One of the more hotly-anticipated cars of this year is the diesel variant of Mazda's new 6 sedan.

It's a striking car on the outside, but its efficient clean diesel engine should make it striking on the road too--with cleanliness and efficiency being key priorities.

Efficiency is always a priority for race teams too, which is why Mazda fielded diesel race cars in the recent 24 Hours of Daytona. More amazingly, says SAE International, they raced on synthetic diesel.

Synthetic oils have been around for decades, but the synthetic fuel used by the three racers was claimed to develop no smoke. No exhaust after-treatment systems were needed.

Developed by Dynamic Fuels, the fuel is refined from non-foodstream feedstock, based on fats left over from one of the companies behind Dynamic Fuels,Tyson Foods. Several plant-based waste products are also used.

The fuel has a much higher cetane rating than standard diesel--cetane being diesel fuel's equivalent of an octane rating, a measure of combustion quality--and is more resistant to foaming than pump diesel, important during fast refuels under racing conditions.

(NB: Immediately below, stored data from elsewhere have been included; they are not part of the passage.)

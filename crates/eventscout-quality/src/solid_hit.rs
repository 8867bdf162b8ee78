//! `isSolidHit`: the quality predicate gating which extracted candidates
//! survive into the final ranked output (spec §4.10).

use crate::config::QualityConfig;
use eventscout_core::{parse_iso_date, EventCandidate};

#[derive(Debug, Clone, Copy, PartialEq)]
pub struct SolidHit {
    pub ok: bool,
    pub quality: f64,
}

fn date_in_window(candidate: &EventCandidate, window_from: &str, window_to: &str) -> bool {
    let (Some(date), Some(from), Some(to)) = (
        parse_iso_date(&candidate.date),
        parse_iso_date(window_from),
        parse_iso_date(window_to),
    ) else {
        return false;
    };
    date >= from && date <= to
}

fn country_tld(country: &str) -> Option<&'static str> {
    match country.to_uppercase().as_str() {
        "DE" => Some(".de"),
        "AT" => Some(".at"),
        "CH" => Some(".ch"),
        "UK" | "GB" => Some(".co.uk"),
        "FR" => Some(".fr"),
        _ => None,
    }
}

fn host_country_correlates(candidate: &EventCandidate) -> bool {
    match candidate.metadata.country.as_deref().and_then(country_tld) {
        Some(tld) => candidate.url.to_lowercase().contains(tld),
        None => false,
    }
}

/// Scores one extracted candidate against the active search window.
/// `has_speaker_page` should reflect whether the extractor actually crawled
/// a speaker sub-page for this candidate (spec §4.9's `pagesCrawled > 1`).
pub fn is_solid_hit(config: &QualityConfig, candidate: &EventCandidate, window_from: &str, window_to: &str) -> SolidHit {
    let w = &config.weights;
    let mut quality = 0.0;

    if date_in_window(candidate, window_from, window_to) {
        quality += w.date_in_window;
    }
    if !candidate.city.is_empty() || !candidate.venue.is_empty() {
        quality += w.city_or_venue;
    }
    if candidate.speakers.len() >= 2 {
        quality += w.speakers_present;
    }
    if candidate.metadata.analysis.pages_crawled > 1 {
        quality += w.has_speaker_page;
    }
    if host_country_correlates(candidate) {
        quality += w.host_country_correlation;
    }

    let quality = quality.clamp(0.0, 1.0);
    SolidHit {
        ok: quality >= config.threshold,
        quality,
    }
}
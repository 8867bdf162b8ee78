//! Core infrastructure for the EventScout search orchestrator.
//!
//! This crate provides shared functionality used across every pipeline
//! stage crate: the domain model (spec §3), an event/log system for
//! observability, and the common transient-failure error taxonomy.

pub mod error;
pub mod events;
pub mod types;

pub use error::StageError;
pub use events::{LogEvent, LogSink, Stage};
pub use types::*;
//! Circuit breaker shielding each external service from cascading failure
//! (spec §4.3 / C3).

mod circuit;
mod config;
mod error;

pub use circuit::{CircuitState, CircuitStats};
pub use config::CircuitBreakerConfig;
pub use error::CircuitBreakerError;

use circuit::Circuit;
use eventscout_core::StageError;
use std::future::Future;
use std::sync::Arc;

/// A circuit breaker guarding one external service.
///
/// Cheaply cloneable (`Arc` inside); every clone shares the same state, so
/// one instance should be constructed per service and shared across all
/// call sites for that service (spec §5: "Circuit breakers are per-service,
/// process-wide").
#[derive(Clone)]
pub struct CircuitBreaker {
    config: Arc<CircuitBreakerConfig>,
    circuit: Arc<Circuit>,
}

impl CircuitBreaker {
    pub fn new(config: CircuitBreakerConfig) -> Self {
        Self {
            config: Arc::new(config),
            circuit: Arc::new(Circuit::new()),
        }
    }

    pub fn name(&self) -> &str {
        &self.config.name
    }

    pub fn state(&self) -> CircuitState {
        self.circuit.state()
    }

    pub fn stats(&self) -> CircuitStats {
        self.circuit.stats()
    }

    /// Runs `f` under this breaker's per-call timeout, classifying the
    /// outcome per spec §4.3: timeouts and transient `StageError`s trip the
    /// breaker; soft failures (HTTP 4xx, rate-limited, already circuit-open)
    /// do not.
    pub async fn call<F, Fut, T>(&self, f: F) -> Result<T, StageError>
    where
        F: FnOnce() -> Fut,
        Fut: Future<Output = Result<T, StageError>>,
    {
        if !self.circuit.try_acquire(&self.config) {
            #[cfg(feature = "metrics")]
            metrics::counter!("circuitbreaker_short_circuits_total", "circuit" => self.config.name.clone())
                .increment(1);
            return Err(StageError::CircuitOpen(self.config.name.clone()));
        }

        match tokio::time::timeout(self.config.call_timeout, f()).await {
            Ok(Ok(value)) => {
                self.circuit.record_success(&self.config);
                Ok(value)
            }
            Ok(Err(err)) => {
                if err.is_transient() {
                    self.circuit.record_failure(&self.config);
                } else {
                    // Soft failures still release the HALF_OPEN in-flight slot
                    // without counting toward the failure threshold.
                    self.circuit.record_success(&self.config);
                }
                Err(err)
            }
            Err(_) => {
                self.circuit.record_failure(&self.config);
                Err(StageError::Timeout(self.config.call_timeout))
            }
        }
    }
}

#[cfg(test)]
mod tests {
    use super::*;
    use std::sync::atomic::{AtomicU32, Ordering};
    use std::time::Duration;

    fn breaker() -> CircuitBreaker {
        CircuitBreaker::new(
            CircuitBreakerConfig::new("firecrawl")
                .failure_threshold(2)
                .reset_timeout(Duration::from_millis(20))
                .call_timeout(Duration::from_millis(50)),
        )
    }

    #[tokio::test]
    async fn opens_after_threshold_and_short_circuits() {
        let cb = breaker();
        for _ in 0..2 {
            let result: Result<(), StageError> = cb.call(|| async { Err(StageError::Http(503)) }).await;
            assert!(result.is_err());
        }
        assert_eq!(cb.state(), CircuitState::Open);

        let calls = Arc::new(AtomicU32::new(0));
        let calls_clone = Arc::clone(&calls);
        let result: Result<(), StageError> = cb
            .call(move || {
                calls_clone.fetch_add(1, Ordering::SeqCst);
                async { Ok(()) }
            })
            .await;
        assert!(matches!(result, Err(StageError::CircuitOpen(_))));
        assert_eq!(calls.load(Ordering::SeqCst), 0, "provider must not be invoked while open");
    }

    #[tokio::test]
    async fn timeout_counts_as_transient_failure() {
        let cb = breaker();
        for _ in 0..2 {
            let result: Result<(), StageError> = cb
                .call(|| async {
                    tokio::time::sleep(Duration::from_millis(200)).await;
                    Ok(())
                })
                .await;
            assert!(matches!(result, Err(StageError::Timeout(_))));
        }
        assert_eq!(cb.state(), CircuitState::Open);
    }

    #[tokio::test]
    async fn http_4xx_does_not_open_circuit() {
        let cb = breaker();
        for _ in 0..10 {
            let _: Result<(), StageError> = cb.call(|| async { Err(StageError::Http(404)) }).await;
        }
        assert_eq!(cb.state(), CircuitState::Closed);
    }

    #[tokio::test]
    async fn recovers_through_half_open_after_reset_timeout() {
        let cb = breaker();
        for _ in 0..2 {
            let _: Result<(), StageError> = cb.call(|| async { Err(StageError::Http(503)) }).await;
        }
        assert_eq!(cb.state(), CircuitState::Open);

        tokio::time::sleep(Duration::from_millis(30)).await;

        let result: Result<i32, StageError> = cb.call(|| async { Ok(42) }).await;
        assert_eq!(result.unwrap(), 42);
    }
}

Sadly, all three racers succummed to a fuel pressure issue by the sixth hour, according to Motor Trend.

Such issues are commonplace for new race cars, particularly with untested technology. It's unfortunate that we weren't able to see the full potential of the 400-horsepower diesel racer, or the benefits of its 25-30 percent better fuel efficiency than its rivals.

Still, all is not lost: The team will be back to compete in more events in the Grand Am series' GT Class--and there's little doubt that it's the greenest race car in the field.